Я состоял на учете в парторганизации домоуправления и там заинтересовались — а почему рядом со старыми коммунистами-пенсионерами сидит молодой человек и почему он не работает? Домовая парторганизация отправила меня в райком Октябрьского района. У меня была справка от Маро Довлатовой, что я являюсь автором издательства «Советский писатель» и у меня есть договор на книгу. Заступилась за меня родственница Д. Шостаковича — ее имя не запомнил — жила она на Красной улице — объясняла в райкоме, что «писать книги это тоже работа». Тогда я понял, что надо менять фамилию, она раздражала больше факта тунеядства, еще было живо «дело врачей». Советовала так поступить и Довлатова.
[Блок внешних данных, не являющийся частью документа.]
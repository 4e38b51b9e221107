//! Collection Console CLI
//!
//! Run `collection-console --help` for usage information.

use clap::{Parser, Subcommand};
use collection_console::backend::{
    BackendApi, BackendClient, CollectionDescriptor, Credentials, SessionToken, UserDescriptor,
};
use collection_console::config::{Config, LogFormat};
use collection_console::web::WebServer;
use collection_console::ConsoleError;
use secrecy::SecretString;
use std::io::{self, Write};
use std::path::{Path, PathBuf};
use std::sync::Arc;
use tracing::{info, Level};
use tracing_subscriber::{fmt, prelude::*, EnvFilter};

#[derive(Parser)]
#[command(
    name = "collection-console",
    about = "Web console for creating and listing collections on a PocketBase-style backend",
    version
)]
struct Cli {
    /// Configuration file path
    #[arg(short, long, global = true)]
    config: Option<PathBuf>,

    /// Increase verbosity (-v, -vv)
    #[arg(short, long, action = clap::ArgAction::Count, global = true)]
    verbose: u8,

    /// Backend base URL
    #[arg(long, global = true, env = "COLLECTION_CONSOLE_BACKEND_URL")]
    backend_url: Option<String>,

    /// Admin identity (email) used to authenticate against the backend
    #[arg(long, global = true, env = "COLLECTION_CONSOLE_ADMIN_IDENTITY")]
    admin_identity: Option<String>,

    /// Admin password used to authenticate against the backend
    #[arg(long, global = true, env = "COLLECTION_CONSOLE_ADMIN_PASSWORD", hide_env_values = true)]
    admin_password: Option<String>,

    #[command(subcommand)]
    command: Commands,
}

#[derive(Subcommand)]
enum Commands {
    /// Start the web UI server
    Serve {
        /// Address to bind to
        #[arg(short, long)]
        bind: Option<String>,

        /// Directory served under /static
        #[arg(long)]
        static_dir: Option<PathBuf>,
    },

    /// Manage collections
    Collections {
        #[command(subcommand)]
        command: CollectionCommands,
    },

    /// Manage users of the `users` collection
    Users {
        #[command(subcommand)]
        command: UserCommands,
    },

    /// Write a default configuration file
    Init {
        /// Force overwrite existing configuration
        #[arg(short, long)]
        force: bool,
    },
}

#[derive(Subcommand)]
enum CollectionCommands {
    /// List collection names
    List {
        /// Output format (table, json)
        #[arg(short, long, default_value = "table")]
        format: String,
    },

    /// Show a collection definition as JSON
    Show {
        /// Collection name
        name: String,
    },

    /// Create a collection with the configured default fields
    Create {
        /// Collection name
        name: String,

        /// Collection type (defaults to the configured type)
        #[arg(short = 't', long)]
        r#type: Option<String>,

        /// Create the collection without the default fields
        #[arg(long)]
        no_default_fields: bool,
    },

    /// Delete a collection
    Delete {
        /// Collection name
        name: String,
    },
}

#[derive(Subcommand)]
enum UserCommands {
    /// Check whether a user with the given email exists
    Exists {
        /// Email to look for (case-sensitive)
        email: String,
    },

    /// Create a new user
    Create {
        #[arg(short, long)]
        username: String,

        #[arg(short, long)]
        email: String,

        /// Password (will prompt if not provided)
        #[arg(long)]
        password: Option<String>,

        /// Mark the user as verified
        #[arg(long)]
        verified: bool,
    },

    /// Authenticate as a user and print the session token
    Login {
        /// Username or email
        identity: String,

        /// Password (will prompt if not provided)
        #[arg(long)]
        password: Option<String>,
    },
}

#[tokio::main]
async fn main() -> Result<(), Box<dyn std::error::Error>> {
    let cli = Cli::parse();

    let mut config = load_config(cli.config.as_deref()).await?;

    init_logging(&config, cli.verbose);

    // Command-line and environment overrides
    if let Some(url) = &cli.backend_url {
        config.backend.set_url(url).map_err(ConsoleError::from)?;
    }
    if let Some(identity) = cli.admin_identity {
        config.backend.admin.identity = identity;
    }
    if let Some(password) = cli.admin_password {
        config.backend.admin.password = SecretString::from(password);
    }

    match cli.command {
        Commands::Serve { bind, static_dir } => {
            if let Some(bind) = bind {
                config.web.bind = bind;
            }
            if let Some(static_dir) = static_dir {
                config.web.static_dir = static_dir;
            }
            run_web_server(config).await?;
        }
        Commands::Collections { command } => match command {
            CollectionCommands::List { format } => list_collections(config, format).await?,
            CollectionCommands::Show { name } => show_collection(config, name).await?,
            CollectionCommands::Create {
                name,
                r#type,
                no_default_fields,
            } => create_collection(config, name, r#type, no_default_fields).await?,
            CollectionCommands::Delete { name } => delete_collection(config, name).await?,
        },
        Commands::Users { command } => match command {
            UserCommands::Exists { email } => user_exists(config, email).await?,
            UserCommands::Create {
                username,
                email,
                password,
                verified,
            } => create_user(config, username, email, password, verified).await?,
            UserCommands::Login { identity, password } => {
                login_user(config, identity, password).await?
            }
        },
        Commands::Init { force } => init_config(force).await?,
    }

    Ok(())
}

/// Load the given config file, or the default one if it exists
async fn load_config(path: Option<&Path>) -> Result<Config, ConsoleError> {
    if let Some(path) = path {
        return Ok(Config::load(path).await?);
    }

    let default_path = Config::default_path();
    if default_path.exists() {
        Ok(Config::load(&default_path).await?)
    } else {
        Ok(Config::default())
    }
}

fn init_logging(config: &Config, verbose: u8) {
    let filter = match verbose {
        0 => EnvFilter::try_from_default_env()
            .unwrap_or_else(|_| EnvFilter::new(config.logging.level.as_str())),
        1 => EnvFilter::from_default_env().add_directive(Level::DEBUG.into()),
        _ => EnvFilter::from_default_env().add_directive(Level::TRACE.into()),
    };

    match config.logging.format {
        LogFormat::Json => tracing_subscriber::registry()
            .with(fmt::layer().json())
            .with(filter)
            .init(),
        LogFormat::Pretty => tracing_subscriber::registry()
            .with(fmt::layer())
            .with(filter)
            .init(),
    }
}

fn build_client(config: &Config) -> Result<BackendClient, ConsoleError> {
    Ok(BackendClient::new(config.backend.url.clone())?)
}

/// Build a client and authenticate as admin
async fn admin_session(config: &Config) -> Result<(BackendClient, SessionToken), ConsoleError> {
    let client = build_client(config)?;
    let token = client.authenticate_admin(&config.backend.admin).await?;
    Ok((client, token))
}

/// Read a password from the argument or prompt for it
fn password_or_prompt(password: Option<String>, prompt: &str) -> Result<String, Box<dyn std::error::Error>> {
    if let Some(password) = password {
        return Ok(password);
    }

    eprint!("{}: ", prompt);
    io::stderr().flush()?;
    Ok(rpassword::read_password()?)
}

/// Run the web UI server
async fn run_web_server(config: Config) -> Result<(), Box<dyn std::error::Error>> {
    let client = build_client(&config)?;

    info!(backend = %config.backend.url, admin = %config.backend.admin.identity, "Using backend");

    let web_server = WebServer::new(
        config.web,
        Arc::new(client),
        config.backend.admin,
        config.collections,
    );

    println!("Collection console running at http://{}", web_server.bind_address());
    println!("Press Ctrl+C to stop");

    web_server.run().await.map_err(|e| e as Box<dyn std::error::Error>)
}

/// List collection names
async fn list_collections(config: Config, format: String) -> Result<(), Box<dyn std::error::Error>> {
    let (client, token) = admin_session(&config).await?;
    let collections = client.list_collections(&token).await?;

    match format.as_str() {
        "json" => println!("{}", serde_json::to_string_pretty(&collections)?),
        _ => {
            if collections.is_empty() {
                println!("No collections");
                return Ok(());
            }
            println!("NAME");
            println!("{}", "-".repeat(40));
            for name in collections {
                println!("{}", name);
            }
        }
    }

    Ok(())
}

/// Print a collection definition
async fn show_collection(config: Config, name: String) -> Result<(), Box<dyn std::error::Error>> {
    let (client, token) = admin_session(&config).await?;
    let collection = client.get_collection(&token, &name).await?;
    println!("{}", serde_json::to_string_pretty(&collection)?);
    Ok(())
}

/// Create a collection
async fn create_collection(
    config: Config,
    name: String,
    collection_type: Option<String>,
    no_default_fields: bool,
) -> Result<(), ConsoleError> {
    let fields = if no_default_fields {
        vec![]
    } else {
        config.collections.fields.clone()
    };
    let collection_type =
        collection_type.unwrap_or_else(|| config.collections.collection_type.clone());

    // Validate locally before authenticating
    let descriptor = CollectionDescriptor::new(name, collection_type, fields)?;

    let (client, token) = admin_session(&config).await?;
    client.create_collection(&token, &descriptor).await?;

    println!("Collection '{}' created", descriptor.name);
    Ok(())
}

/// Delete a collection
async fn delete_collection(config: Config, name: String) -> Result<(), ConsoleError> {
    let (client, token) = admin_session(&config).await?;
    client.delete_collection(&token, &name).await?;
    println!("Collection '{}' deleted", name);
    Ok(())
}

/// Check for a user by email
async fn user_exists(config: Config, email: String) -> Result<(), ConsoleError> {
    let (client, token) = admin_session(&config).await?;

    if client.user_exists(&token, &email).await? {
        println!("User '{}' exists", email);
    } else {
        println!("User '{}' not found", email);
    }

    Ok(())
}

/// Create a user
async fn create_user(
    config: Config,
    username: String,
    email: String,
    password: Option<String>,
    verified: bool,
) -> Result<(), Box<dyn std::error::Error>> {
    let password = password_or_prompt(password, "Password for new user")?;
    let user = UserDescriptor::new(username, email, password, verified);

    let (client, token) = admin_session(&config).await?;
    let id = client.create_user(&token, &user).await?;

    println!("User '{}' created", user.username);
    println!("ID: {}", id);
    Ok(())
}

/// Authenticate as an end user
async fn login_user(
    config: Config,
    identity: String,
    password: Option<String>,
) -> Result<(), Box<dyn std::error::Error>> {
    let password = password_or_prompt(password, "Password")?;
    let client = build_client(&config)?;
    let auth = client
        .authenticate_user(&Credentials::new(identity, password))
        .await?;

    println!("ID:       {}", auth.record.id);
    println!("Username: {}", auth.record.username);
    println!("Email:    {}", auth.record.email);
    println!("Verified: {}", auth.record.verified);
    println!("Token:    {}", auth.token.expose());
    Ok(())
}

/// Write a default configuration file
async fn init_config(force: bool) -> Result<(), Box<dyn std::error::Error>> {
    let config_path = Config::default_path();

    if config_path.exists() && !force {
        return Err(format!(
            "Configuration already exists at {}. Use --force to overwrite.",
            config_path.display()
        )
        .into());
    }

    if let Some(parent) = config_path.parent() {
        tokio::fs::create_dir_all(parent).await?;
    }

    let content = r#"# Collection Console configuration

[backend]
url = "http://localhost:8090"
admin_identity = "admin@admin.com"
admin_password = "adminadmin"

[web]
bind = "127.0.0.1:8080"
static_dir = "static"

[collections]
type = "base"
default_fields = [
  { name = "title", type = "text" },
  { name = "payload", type = "json" },
]

[logging]
level = "info"
format = "pretty"
"#;

    tokio::fs::write(&config_path, content).await?;
    println!("Configuration written to {}", config_path.display());
    Ok(())
}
Тогда же я задумал «Повесть о радисте Камушкине».
В 1957 году состоялся Всесоюзный семинар молодых прозаиков Северо-Запада СССР. Там Виктор Конецкий познакомился с Юрием Казаковым.
Историю их непростых отношений сохранили старые письма, опубликованные под названием «Опять название не придумывается»…
В. Конецкий в разговоре с В. Курбатовым: «Все-таки это неведомая вам радость — выйти поколением. Мы плечами опирались друг на друга, но спуску друг другу не давали».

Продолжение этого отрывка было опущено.